Abstract

Indirubin 3′-oxime (Indox (1b)) suppresses cancer cell growth (IC50: 15μM towards HepG2 cells) and inhibits cell cycle-related kinases such as cyclin-dependent kinases and glycogen synthase kinase-3β. We have previously reported that the conjugation of 1b with oxirane, a protein-reactive component, enhanced the cytotoxic activity of Indox as determined from the IC50 value (1.7μM) of indirubin 3′-(O-oxiran-2-ylmethyl)oxime (Epox/Ind (1c)). Here we prepared Epox/Ind derivatives with one or two halogen atoms or a methoxy group on the aromatic ring(s) of an Indox moiety and studied the structure-activity relationships of the substituent(s). We found that bromine-substitution at the 5-position on 1c or any Epox/Ind derivative(s) having bromine on the aromatic ring except Epox/6′-Br-Ind was efficient to improving anticancer activity.
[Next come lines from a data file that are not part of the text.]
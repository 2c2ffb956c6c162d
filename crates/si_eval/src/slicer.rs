// crates/si_eval/src/slicer.rs

//! 时间窗口切片器
//!
//! 对每个评估时刻 `t` 构建训练与测试子集：
//!
//! - 空间模式：训练行为 `time == t` 的行
//! - 时空模式：训练行为 `time ∈ [t-Δ, t]` 的行（两端包含）；
//!   没有窗口时为所有 `time ≤ t` 的训练行
//!
//! 切片只依赖完整的训练表，与其他时刻的结果无关，
//! 因此不同时刻可以任意顺序、任意线程上构建。

use chrono::Duration;
use serde::{Deserialize, Serialize};
use si_foundation::{LocationId, Timestamp};
use si_interp::{has_temporal_dimension, Frame};

use crate::error::{EvalError, EvalResult};
use crate::table::ObservationTable;

/// 评估模式
#[derive(Debug, Clone, Copy, PartialEq, Eq)]
pub enum EvalMode {
    /// 仅使用锚定时刻的训练行
    Spatial,
    /// 使用尾随时间窗口内的训练行
    SpatioTemporal {
        /// 窗口长度，`None` 表示使用全部历史
        window: Option<Duration>,
    },
}

impl EvalMode {
    /// 由维度与窗口解析模式：维度含 `time`/`time_step` 时为时空模式
    pub fn resolve<S: AsRef<str>>(dimensions: &[S], window: Option<Duration>) -> Self {
        if has_temporal_dimension(dimensions) {
            Self::SpatioTemporal { window }
        } else {
            Self::Spatial
        }
    }

    /// 是否为时空模式
    pub fn is_temporal(&self) -> bool {
        matches!(self, Self::SpatioTemporal { .. })
    }

    /// 锚定时刻 `t` 的窗口下界（包含），`None` 表示无下界
    ///
    /// 窗口越过可表示的最早时刻时视为无下界。
    pub fn lower_bound(&self, t: Timestamp) -> Option<Timestamp> {
        match *self {
            Self::Spatial => Some(t),
            Self::SpatioTemporal { window } => window.and_then(|w| t.checked_sub_signed(w)),
        }
    }
}

impl std::fmt::Display for EvalMode {
    fn fmt(&self, f: &mut std::fmt::Formatter<'_>) -> std::fmt::Result {
        match self {
            Self::Spatial => write!(f, "spatial"),
            Self::SpatioTemporal { window: Some(w) } => {
                write!(f, "spatio-temporal (window {}s)", w.num_seconds())
            }
            Self::SpatioTemporal { window: None } => write!(f, "spatio-temporal (full history)"),
        }
    }
}

/// 维度列的取值来源
///
/// 表中不存在的 `time_step`/`time` 维度由观测时刻派生：
/// `time_step` 为 Unix 纪元以来的小时数，`time` 为秒数。
#[derive(Debug, Clone, Copy, PartialEq, Eq)]
pub enum DimensionSource {
    /// 表中的列
    Column(usize),
    /// 纪元以来的小时数
    EpochHours,
    /// 纪元以来的秒数
    EpochSeconds,
}

impl DimensionSource {
    /// 在表中解析维度
    pub fn resolve(table: &ObservationTable, name: &str, table_name: &'static str) -> EvalResult<Self> {
        match (table.column_index(name), name) {
            (Some(idx), _) => Ok(Self::Column(idx)),
            (None, "time_step") => Ok(Self::EpochHours),
            (None, "time") => Ok(Self::EpochSeconds),
            (None, _) => Err(EvalError::missing_column(name, table_name)),
        }
    }

    #[inline]
    fn value(&self, time: Timestamp, row: &[f64]) -> f64 {
        match *self {
            Self::Column(idx) => row[idx],
            Self::EpochHours => time.timestamp_millis() as f64 / 3_600_000.0,
            Self::EpochSeconds => time.timestamp_millis() as f64 / 1_000.0,
        }
    }
}

/// 跳过原因
#[derive(Debug, Clone, PartialEq, Eq, Serialize, Deserialize)]
#[serde(tag = "reason", rename_all = "snake_case")]
pub enum SkipReason {
    /// 训练表中没有该时刻
    NotInTraining,
    /// 锚定时刻训练行数不足
    InsufficientSupport {
        /// 实际行数
        rows: usize,
        /// 所需行数
        required: usize,
    },
    /// 该时刻没有测试行
    NoTestRows,
}

impl SkipReason {
    /// 原因代码（用于计数）
    pub fn code(&self) -> &'static str {
        match self {
            Self::NotInTraining => "not_in_training",
            Self::InsufficientSupport { .. } => "insufficient_support",
            Self::NoTestRows => "no_test_rows",
        }
    }
}

impl std::fmt::Display for SkipReason {
    fn fmt(&self, f: &mut std::fmt::Formatter<'_>) -> std::fmt::Result {
        match self {
            Self::NotInTraining => write!(f, "instant not present in training data"),
            Self::InsufficientSupport { rows, required } => {
                write!(f, "{} training rows at instant, need {}", rows, required)
            }
            Self::NoTestRows => write!(f, "no test rows at instant"),
        }
    }
}

/// 一个评估时刻的训练/测试切片
#[derive(Debug, Clone)]
pub struct WindowedSlice {
    /// 锚定时刻
    pub time: Timestamp,
    /// 训练表，列为 `dimensions + [target]`
    pub train: Frame,
    /// 测试表，列为 `dimensions`
    pub test: Frame,
    /// 测试行对应的站点（与 `test` 行序一致）
    pub test_locations: Vec<LocationId>,
    /// 实际使用的窗口下界（包含），`None` 表示无下界
    pub window_start: Option<Timestamp>,
}

/// 切片结果
#[derive(Debug, Clone)]
pub enum SliceOutcome {
    /// 可拟合
    Ready(WindowedSlice),
    /// 跳过
    Skip(SkipReason),
}

/// 切片设置
#[derive(Debug, Clone)]
pub struct SliceSettings {
    /// 维度列
    pub dimensions: Vec<String>,
    /// 目标列
    pub target: String,
    /// 评估模式
    pub mode: EvalMode,
    /// 锚定时刻的最少训练行数
    pub min_slice_rows: usize,
}

/// 时间窗口切片器
///
/// 借用训练表与测试表，本身只读，可在线程间共享。
#[derive(Debug)]
pub struct WindowedSlicer<'a> {
    train: &'a ObservationTable,
    test: &'a ObservationTable,
    settings: &'a SliceSettings,
    train_dims: Vec<DimensionSource>,
    test_dims: Vec<DimensionSource>,
    target_idx: usize,
}

impl<'a> WindowedSlicer<'a> {
    /// 创建切片器，缺列时返回错误
    pub fn new(
        train: &'a ObservationTable,
        test: &'a ObservationTable,
        settings: &'a SliceSettings,
    ) -> EvalResult<Self> {
        let resolve = |table: &ObservationTable, name: &'static str| {
            settings
                .dimensions
                .iter()
                .map(|d| DimensionSource::resolve(table, d, name))
                .collect::<EvalResult<Vec<_>>>()
        };
        let train_dims = resolve(train, "train")?;
        let test_dims = resolve(test, "test")?;
        let target_idx = train
            .column_index(&settings.target)
            .ok_or_else(|| EvalError::missing_column(&settings.target, "train"))?;

        Ok(Self {
            train,
            test,
            settings,
            train_dims,
            test_dims,
            target_idx,
        })
    }

    /// 评估模式
    pub fn mode(&self) -> EvalMode {
        self.settings.mode
    }

    /// 构建时刻 `t` 的切片
    pub fn slice(&self, t: Timestamp) -> EvalResult<SliceOutcome> {
        let anchor_rows = self.train.count_at(t);
        if anchor_rows == 0 {
            return Ok(SliceOutcome::Skip(SkipReason::NotInTraining));
        }
        if anchor_rows < self.settings.min_slice_rows {
            return Ok(SliceOutcome::Skip(SkipReason::InsufficientSupport {
                rows: anchor_rows,
                required: self.settings.min_slice_rows,
            }));
        }

        let mut train_cols = self.settings.dimensions.clone();
        train_cols.push(self.settings.target.clone());
        let window_start = self.settings.mode.lower_bound(t);

        let mut train = Frame::new(train_cols);
        let mut row_buf = Vec::with_capacity(self.train_dims.len() + 1);
        for (key, row) in self.train.rows_between(window_start, t) {
            row_buf.clear();
            row_buf.extend(self.train_dims.iter().map(|d| d.value(key.time, row)));
            row_buf.push(row[self.target_idx]);
            train.push_row(&row_buf)?;
        }

        let mut test = Frame::new(self.settings.dimensions.clone());
        let mut test_locations = Vec::new();
        for (key, row) in self.test.rows_at(t) {
            row_buf.clear();
            row_buf.extend(self.test_dims.iter().map(|d| d.value(key.time, row)));
            test.push_row(&row_buf)?;
            test_locations.push(key.location.clone());
        }
        if test_locations.is_empty() {
            return Ok(SliceOutcome::Skip(SkipReason::NoTestRows));
        }

        Ok(SliceOutcome::Ready(WindowedSlice {
            time: t,
            train,
            test,
            test_locations,
            window_start,
        }))
    }
}
// crates/si_foundation/src/error.rs

//! 错误处理模块，定义统一错误类型
//!
//! 提供 `SiError` 枚举和 `SiResult` 类型别名。插值与评估相关的错误
//! 分别在 `si_interp` 与 `si_eval` 中扩展。
//!
//! # 示例
//!
//! ```
//! use si_foundation::error::{SiError, SiResult};
//!
//! fn check_column(name: &str) -> SiResult<()> {
//!     Err(SiError::missing_column(name))
//! }
//! assert!(check_column("wave_height").is_err());
//! ```

use thiserror::Error;

/// 统一结果类型
pub type SiResult<T> = Result<T, SiError>;

/// 基础层错误类型
#[derive(Error, Debug)]
pub enum SiError {
    /// IO 错误
    #[error("IO error: {message}")]
    Io {
        /// 描述性错误信息
        message: String,
        #[source]
        /// 可选的底层 IO 错误
        source: Option<std::io::Error>,
    },

    /// 无效输入
    #[error("invalid input: {message}")]
    InvalidInput {
        /// 说明无效原因
        message: String,
    },

    /// 数组大小不匹配
    #[error("size mismatch for {name}: expected {expected}, got {actual}")]
    SizeMismatch {
        /// 数据名称
        name: &'static str,
        /// 期望大小
        expected: usize,
        /// 实际大小
        actual: usize,
    },

    /// 缺少列
    #[error("column not found: {column}")]
    MissingColumn {
        /// 列名
        column: String,
    },

    /// 主键重复
    #[error("duplicate key: {key}")]
    DuplicateKey {
        /// 重复的主键描述
        key: String,
    },

    /// 时长或时间解析失败
    #[error("cannot parse '{input}': {reason}")]
    Parse {
        /// 原始输入
        input: String,
        /// 失败原因
        reason: String,
    },

    /// 序列化错误
    #[error("serialization error: {message}")]
    Serialization {
        /// 序列化失败原因
        message: String,
    },
}

// ========================================================================
// 便捷构造方法
// ========================================================================

impl SiError {
    /// 无效输入
    pub fn invalid_input(message: impl Into<String>) -> Self {
        Self::InvalidInput {
            message: message.into(),
        }
    }

    /// 数组大小不匹配
    pub fn size_mismatch(name: &'static str, expected: usize, actual: usize) -> Self {
        Self::SizeMismatch {
            name,
            expected,
            actual,
        }
    }

    /// 缺少列
    pub fn missing_column(column: impl Into<String>) -> Self {
        Self::MissingColumn {
            column: column.into(),
        }
    }

    /// 主键重复
    pub fn duplicate_key(key: impl Into<String>) -> Self {
        Self::DuplicateKey { key: key.into() }
    }

    /// 解析失败
    pub fn parse(input: impl Into<String>, reason: impl Into<String>) -> Self {
        Self::Parse {
            input: input.into(),
            reason: reason.into(),
        }
    }

    /// 序列化错误
    pub fn serialization(message: impl Into<String>) -> Self {
        Self::Serialization {
            message: message.into(),
        }
    }

    /// 检查数组大小是否匹配
    #[inline]
    pub fn check_size(name: &'static str, expected: usize, actual: usize) -> SiResult<()> {
        if expected != actual {
            Err(Self::size_mismatch(name, expected, actual))
        } else {
            Ok(())
        }
    }
}

impl From<std::io::Error> for SiError {
    fn from(err: std::io::Error) -> Self {
        Self::Io {
            message: err.to_string(),
            source: Some(err),
        }
    }
}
Of the 22 Epox/Ind derivatives, 5-bromoindirubin 3′-(O-oxiran-2-ylmethyl)oxime (Epox/5-Br-Ind (2c)) was the best anticancer agent in both short- (24h) (IC50: 0.67μM) and extended-duration (72h) cultures. The high anticancer activity of 2c was partly due to it being a poor substrate and a suicide inhibitor for epoxide hydrolase as epoxide hydrolase was identified as the enzyme primarily responsible for the metabolism of 2c.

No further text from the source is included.